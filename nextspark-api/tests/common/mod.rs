/// Common test utilities for integration tests
///
/// Provides shared infrastructure:
/// - Test database setup (skips suites when no test database is configured)
/// - Test user/team creation with owner membership
/// - JWT token generation
/// - Router request helpers

use axum::body::Body;
use axum::http::{Request, StatusCode};
use nextspark_api::app::{build_router, AppState};
use nextspark_api::config::{
    ApiConfig, Config, DatabaseConfig, DatabaseScheme, JwtConfig, LlmConfig, WebhookConfig,
};
use nextspark_shared::auth::jwt::{create_token, Claims, TokenType};
use nextspark_shared::db::migrations::run_migrations;
use nextspark_shared::models::team::{CreateTeam, Team};
use nextspark_shared::models::team_member::{CreateTeamMember, TeamMember, TeamRole};
use nextspark_shared::models::user::{CreateUser, User};
use serde_json::Value as JsonValue;
use sqlx::PgPool;
use tower::Service as _;
use uuid::Uuid;

/// JWT secret used across test tokens
pub const TEST_JWT_SECRET: &str = "integration-test-secret-at-least-32-bytes!";

/// Test context containing all necessary resources
pub struct TestContext {
    pub db: PgPool,
    pub app: axum::Router,
    pub state: AppState,
    pub team: Team,
    pub user: User,
    pub jwt_token: String,
}

impl TestContext {
    /// Creates a new test context against the configured test database
    ///
    /// Returns None (test should skip) when neither `TEST_DATABASE_URL` nor
    /// `DATABASE_URL` is set.
    pub async fn new() -> Option<Self> {
        let url = std::env::var("TEST_DATABASE_URL")
            .or_else(|_| std::env::var("DATABASE_URL"))
            .ok()?;

        let db = PgPool::connect(&url)
            .await
            .expect("failed to connect to test database");
        run_migrations(&db).await.expect("migrations failed");

        let config = test_config(url);
        let state = AppState::new(db.clone(), config);
        let app = build_router(state.clone());

        let (user, team, jwt_token) = seed_owner(&db).await;

        Some(Self {
            db,
            app,
            state,
            team,
            user,
            jwt_token,
        })
    }

    /// Rebuilds the router from a customized state (e.g. mock assistant)
    pub fn rebuild(&mut self, state: AppState) {
        self.state = state.clone();
        self.app = build_router(state);
    }

    /// Authorization header value for the seeded owner
    pub fn auth_header(&self) -> String {
        format!("Bearer {}", self.jwt_token)
    }

    /// Sends a request and returns (status, parsed JSON body)
    pub async fn request(
        &mut self,
        method: &str,
        uri: &str,
        team_header: bool,
        body: Option<JsonValue>,
    ) -> (StatusCode, JsonValue) {
        let mut builder = Request::builder()
            .method(method)
            .uri(uri)
            .header("authorization", self.auth_header());

        if team_header {
            builder = builder.header("x-team-id", self.team.id.to_string());
        }

        let request = match body {
            Some(body) => builder
                .header("content-type", "application/json")
                .body(Body::from(body.to_string()))
                .unwrap(),
            None => builder.body(Body::empty()).unwrap(),
        };

        let response = self.app.clone().call(request).await.unwrap();
        let status = response.status();

        let bytes = axum::body::to_bytes(response.into_body(), usize::MAX)
            .await
            .unwrap();
        let json: JsonValue = if bytes.is_empty() {
            JsonValue::Null
        } else {
            serde_json::from_slice(&bytes).unwrap_or(JsonValue::Null)
        };

        (status, json)
    }

    /// Adds another user to the seeded team at the given role
    pub async fn add_member(&self, role: TeamRole) -> (User, String) {
        let user = create_user(&self.db).await;

        TeamMember::create(
            &self.db,
            CreateTeamMember {
                team_id: self.team.id,
                user_id: user.id,
                role,
            },
        )
        .await
        .expect("failed to add member");

        let token = token_for(user.id);
        (user, token)
    }

    /// Deletes everything the context created
    ///
    /// Extra users created via `add_member` carry unique emails and are
    /// harmless to leave behind in the test database.
    pub async fn cleanup(&self) {
        Team::delete(&self.db, self.team.id).await.ok();
        User::delete(&self.db, self.user.id).await.ok();
    }
}

/// Builds a config pointing at the test database
fn test_config(url: String) -> Config {
    Config {
        api: ApiConfig {
            host: "127.0.0.1".to_string(),
            port: 0,
            cors_origins: vec!["*".to_string()],
            production: false,
        },
        database: DatabaseConfig {
            url,
            scheme: DatabaseScheme::Postgres,
            max_connections: 5,
        },
        jwt: JwtConfig {
            secret: TEST_JWT_SECRET.to_string(),
        },
        webhooks: WebhookConfig {
            routes: String::new(),
            signing_secret: None,
            timeout_seconds: 2,
        },
        llm: LlmConfig {
            endpoint: None,
            api_key: None,
            timeout_seconds: 5,
        },
    }
}

/// Creates a unique test user
async fn create_user(db: &PgPool) -> User {
    let marker = Uuid::new_v4().simple().to_string();

    User::create(
        db,
        CreateUser {
            email: format!("it-{}@test.nextspark.dev", &marker[..12]),
            // Argon2id hash of "integration-password" (precomputed; tests
            // that exercise login go through /auth/register instead)
            password_hash: "$argon2id$v=19$m=65536,t=3,p=4$c29tZXNhbHRzb21lc2FsdA$\
                            5Ks6jZz1yU4b9K1cW0n4m9mZbLhVrPzjc8yQ4QYt1uM"
                .to_string(),
            name: Some("Integration Tester".to_string()),
            avatar_url: None,
        },
    )
    .await
    .expect("failed to create test user")
}

/// Seeds a user owning a fresh team and returns an access token
async fn seed_owner(db: &PgPool) -> (User, Team, String) {
    let user = create_user(db).await;

    let marker = Uuid::new_v4().simple().to_string();
    let team = Team::create(
        db,
        CreateTeam {
            name: "Integration Team".to_string(),
            slug: format!("it-team-{}", &marker[..12]),
        },
    )
    .await
    .expect("failed to create test team");

    TeamMember::create(
        db,
        CreateTeamMember {
            team_id: team.id,
            user_id: user.id,
            role: TeamRole::Owner,
        },
    )
    .await
    .expect("failed to create owner membership");

    let token = token_for(user.id);

    (user, team, token)
}

/// Creates an access token for a user
pub fn token_for(user_id: Uuid) -> String {
    create_token(&Claims::new(user_id, TokenType::Access), TEST_JWT_SECRET)
        .expect("failed to create test token")
}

==========

## Problem to work on
Retype all of the records above without a single alteration.

## Response
filename nextspark-api/tests/common/mod.rs
/// Common test utilities for integration tests
///
/// Provides shared infrastructure:
/// - Test database setup (skips suites when no test database is configured)
/// - Test user/team creation with owner membership
/// - JWT token generation
/// - Router request helpers

use axum::body::Body;
use axum::http::{Request, StatusCode};
use nextspark_api::app::{build_router, AppState};
use nextspark_api::config::{
    ApiConfig, Config, DatabaseConfig, DatabaseScheme, JwtConfig, LlmConfig, WebhookConfig,
};
use nextspark_shared::auth::jwt::{create_token, Claims, TokenType};
use nextspark_shared::db::migrations::run_migrations;
use nextspark_shared::models::team::{CreateTeam, Team};
use nextspark_shared::models::team_member::{CreateTeamMember, TeamMember, TeamRole};
use nextspark_shared::models::user::{CreateUser, User};
use serde_json::Value as JsonValue;
use sqlx::PgPool;
use tower::Service as _;
use uuid::Uuid;

/// JWT secret used across test tokens
pub const TEST_JWT_SECRET: &str = "integration-test-secret-at-least-32-bytes!";

/// Test context containing all necessary resources
pub struct TestContext {
    pub db: PgPool,
    pub app: axum::Router,
    pub state: AppState,
    pub team: Team,
    pub user: User,
    pub jwt_token: String,
}

impl TestContext {
    /// Creates a new test context against the configured test database
    ///
    /// Returns None (test should skip) when neither `TEST_DATABASE_URL` nor
    /// `DATABASE_URL` is set.
    pub async fn new() -> Option<Self> {
        let url = std::env::var("TEST_DATABASE_URL")
            .or_else(|_| std::env::var("DATABASE_URL"))
            .ok()?;

        let db = PgPool::connect(&url)
            .await
            .expect("failed to connect to test database");
        run_migrations(&db).await.expect("migrations failed");

        let config = test_config(url);
        let state = AppState::new(db.clone(), config);
        let app = build_router(state.clone());

        let (user, team, jwt_token) = seed_owner(&db).await;

        Some(Self {
            db,
            app,
            state,
            team,
            user,
            jwt_token,
        })
    }

    /// Rebuilds the router from a customized state (e.g. mock assistant)
    pub fn rebuild(&mut self, state: AppState) {
        self.state = state.clone();
        self.app = build_router(state);
    }

    /// Authorization header value for the seeded owner
    pub fn auth_header(&self) -> String {
        format!("Bearer {}", self.jwt_token)
    }

    /// Sends a request and returns (status, parsed JSON body)
    pub async fn request(
        &mut self,
        method: &str,
        uri: &str,
        team_header: bool,
        body: Option<JsonValue>,
    ) -> (StatusCode, JsonValue) {
        let mut builder = Request::builder()
            .method(method)
            .uri(uri)
            .header("authorization", self.auth_header());

        if team_header {
            builder = builder.header("x-team-id", self.team.id.to_string());
        }

        let request = match body {
            Some(body) => builder
                .header("content-type", "application/json")
                .body(Body::from(body.to_string()))
                .unwrap(),
            None => builder.body(Body::empty()).unwrap(),
        };

        let response = self.app.clone().call(request).await.unwrap();
        let status = response.status();

        let bytes = axum::body::to_bytes(response.into_body(), usize::MAX)
            .await
            .unwrap();
        let json: JsonValue = if bytes.is_empty() {
            JsonValue::Null
        } else {
            serde_json::from_slice(&bytes).unwrap_or(JsonValue::Null)
        };

        (status, json)
    }

    /// Adds another user to the seeded team at the given role
    pub async fn add_member(&self, role: TeamRole) -> (User, String) {
        let user = create_user(&self.db).await;

        TeamMember::create(
            &self.db,
            CreateTeamMember {
                team_id: self.team.id,
                user_id: user.id,
                role,
            },
        )
        .await
        .expect("failed to add member");

        let token = token_for(user.id);
        (user, token)
    }

    /// Deletes everything the context created
    ///
    /// Extra users created via `add_member` carry unique emails and are
    /// harmless to leave behind in the test database.
    pub async fn cleanup(&self) {
        Team::delete(&self.db, self.team.id).await.ok();
        User::delete(&self.db, self.user.id).await.ok();
    }
}

/// Builds a config pointing at the test database
fn test_config(url: String) -> Config {
    Config {
        api: ApiConfig {
            host: "127.0.0.1".to_string(),
            port: 0,
            cors_origins: vec!["*".to_string()],
            production: false,
        },
        database: DatabaseConfig {
            url,
            scheme: DatabaseScheme::Postgres,
            max_connections: 5,
        },
        jwt: JwtConfig {
            secret: TEST_JWT_SECRET.to_string(),
        },
        webhooks: WebhookConfig {
            routes: String::new(),
            signing_secret: None,
            timeout_seconds: 2,
        },
        llm: LlmConfig {
            endpoint: None,
            api_key: None,
            timeout_seconds: 5,
        },
    }
}

/// Creates a unique test user
async fn create_user(db: &PgPool) -> User {
    let marker = Uuid::new_v4().simple().to_string();

    User::create(
        db,
        CreateUser {
            email: format!("it-{}@test.nextspark.dev", &marker[..12]),
            // Argon2id hash of "integration-password" (precomputed; tests
            // that exercise login go through /auth/register instead)
            password_hash: "$argon2id$v=19$m=65536,t=3,p=4$c29tZXNhbHRzb21lc2FsdA$\
                            5Ks6jZz1yU4b9K1cW0n4m9mZbLhVrPzjc8yQ4QYt1uM"
                .to_string(),
            name: Some("Integration Tester".to_string()),
            avatar_url: None,
        },
    )
    .await
    .expect("failed to create test user")
}

/// Seeds a user owning a fresh team and returns an access token
async fn seed_owner(db: &PgPool) -> (User, Team, String) {
    let user = create_user(db).await;

    let marker = Uuid::new_v4().simple().to_string();
    let team = Team::create(
        db,
        CreateTeam {
            name: "Integration Team".to_string(),
            slug: format!("it-team-{}", &marker[..12]),
        },
    )
    .await
    .expect("failed to create test team");

    TeamMember::create(
        db,
        CreateTeamMember {
            team_id: team.id,
            user_id: user.id,
            role: TeamRole::Owner,
        },
    )
    .await
    .expect("failed to create owner membership");

    let token = token_for(user.id);

    (user, team, token)
}

/// Creates an access token for a user
pub fn token_for(user_id: Uuid) -> String {
    create_token(&Claims::new(user_id, TokenType::Access), TEST_JWT_SECRET)
        .expect("failed to create test token")
}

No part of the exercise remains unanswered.